The French were on the strategic defensive and set up close to a line of riges that they occupied over the course of the battle. The initial act by both flanks of the French was to send forward their cavalry with orders to attack the forces in front of them. The allied cavalry responded to these moves as their infantry moved forward in an attempt to make use of their general firepower advantage over the French, and two large cavalry engagements ensued. The Dutch cavalry on the Allies left flank saw an opportunity to engage the French lead cavalry unit at a considerable advantage, but was not able to press the advantage and gradually was worn down.
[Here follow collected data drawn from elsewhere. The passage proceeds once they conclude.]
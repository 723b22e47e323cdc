// POST /api/chat handler

use bytes::Bytes;
use futures_util::stream::StreamExt;
use serde_json::Value;
use std::convert::Infallible;
use tokio::sync::mpsc;
use tokio_stream::wrappers::ReceiverStream;
use uuid::Uuid;
use warp::sse::Event;
use warp::Reply;

use super::{to_llm_messages, HandlerError, RequestTools};
use crate::conversation::{normalize, ChatMessage};
use crate::llm::agent::AgentEvent;
use crate::llm::core::types::{ContentBlockStart, ContentDelta, StreamEvent};
use crate::llm::generation::Generator;
use crate::models::ChatRequest;
use crate::sse::{
    create_agent_text_event, create_done_event, create_tool_call_event, create_tool_error_event,
    create_tool_response_event,
};
use crate::state::AppState;

const EVENT_BUFFER: usize = 100;

pub async fn chat_handler(
    body: Bytes,
    state: AppState,
) -> Result<warp::reply::Response, warp::Rejection> {
    let request = match ChatRequest::from_slice(&body) {
        Ok(request) => request,
        Err(e) => {
            tracing::error!(error = %e, "invalid chat request body");
            return Ok(HandlerError::from(e).into_response());
        }
    };

    let messages = normalize(request.messages, request.message);
    tracing::info!(messages = messages.len(), "POST /api/chat");

    let request_tools = RequestTools::from(state.aggregator.aggregate(&state.registry).await);

    let event_stream = chat_event_stream(state.generator.clone(), messages, request_tools);

    Ok(warp::sse::reply(warp::sse::keep_alive().stream(event_stream)).into_response())
}

/// Translate the generation into SSE events
///
/// The generation runs on its own task and feeds the returned stream. It ends with
/// `done` on success; on failure the stream just ends. Once the receiving side is
/// dropped the task stops, which cancels the model call and closes the sessions.
pub(crate) fn chat_event_stream(
    generator: Generator,
    messages: Vec<ChatMessage>,
    request_tools: RequestTools,
) -> ReceiverStream<Result<Event, Infallible>> {
    let (tx, rx) = mpsc::channel(EVENT_BUFFER);

    tokio::spawn(async move {
        let RequestTools { tools, declarations, connections } = request_tools;
        let mut agent_stream = generator.stream(to_llm_messages(&messages), tools, declarations);

        // Text deltas of one step share the step's message id
        let mut message_id = Uuid::new_v4().to_string();

        while let Some(event) = agent_stream.next().await {
            let frame = match event {
                Ok(AgentEvent::StepStarted { .. }) => {
                    message_id = Uuid::new_v4().to_string();
                    None
                }
                Ok(AgentEvent::LlmEvent(StreamEvent::ContentBlockStart {
                    block: ContentBlockStart::Text { text },
                    ..
                }))
                | Ok(AgentEvent::LlmEvent(StreamEvent::ContentDelta {
                    delta: ContentDelta::TextDelta { text },
                    ..
                })) => {
                    if text.is_empty() {
                        None
                    } else {
                        Some(create_agent_text_event(message_id.clone(), text))
                    }
                }
                Ok(AgentEvent::ToolExecutionStarted { tool_use_id, name, input }) => {
                    Some(create_tool_call_event(tool_use_id, name, input))
                }
                Ok(AgentEvent::ToolExecutionCompleted { tool_use_id, result, .. }) => {
                    Some(create_tool_response_event(
                        Uuid::new_v4().to_string(),
                        tool_use_id,
                        Value::String(result),
                    ))
                }
                Ok(AgentEvent::ToolExecutionFailed { tool_use_id, error, .. }) => Some(
                    create_tool_error_event(Uuid::new_v4().to_string(), tool_use_id, error),
                ),
                Ok(AgentEvent::Completed { finish_reason, steps }) => {
                    tracing::info!(steps, finish_reason = ?finish_reason, "chat stream complete");
                    Some(create_done_event(finish_reason, steps))
                }
                Ok(_) => None,
                Err(e) => {
                    tracing::error!(error = %e, "generation failed mid-stream");
                    break;
                }
            };

            if let Some(frame) = frame {
                if tx.send(frame).await.is_err() {
                    tracing::info!("client disconnected, cancelling generation");
                    break;
                }
            }
        }

        drop(agent_stream);
        drop(connections);
    });

    ReceiverStream::new(rx)
}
A similar thing was happening to the British cavalry on the Allied right, who were not able to use their charge impetus to the full and were beaten back by weight of numbers and the additional French regiment.
As the cavalry battles raged on the flanks the allied infantry pressed forward and began to attack the French centre and left flank infantry. Pushing up the hills they engaged in firefights and began to make some impression on some French brigades, but reinforcements and a charge by a reserve cavalry unit began to tell and the Dutch infantry on the left were eventually thrown back, though still in pretty good order. As the infantry attacks began to fail the French cavalry won the two fights on the flanks and the Allies sounded the retreat, though they would have probably been able to make a reasonably orderly withdrawl as the French cavalry was prety badly mauled after their fight.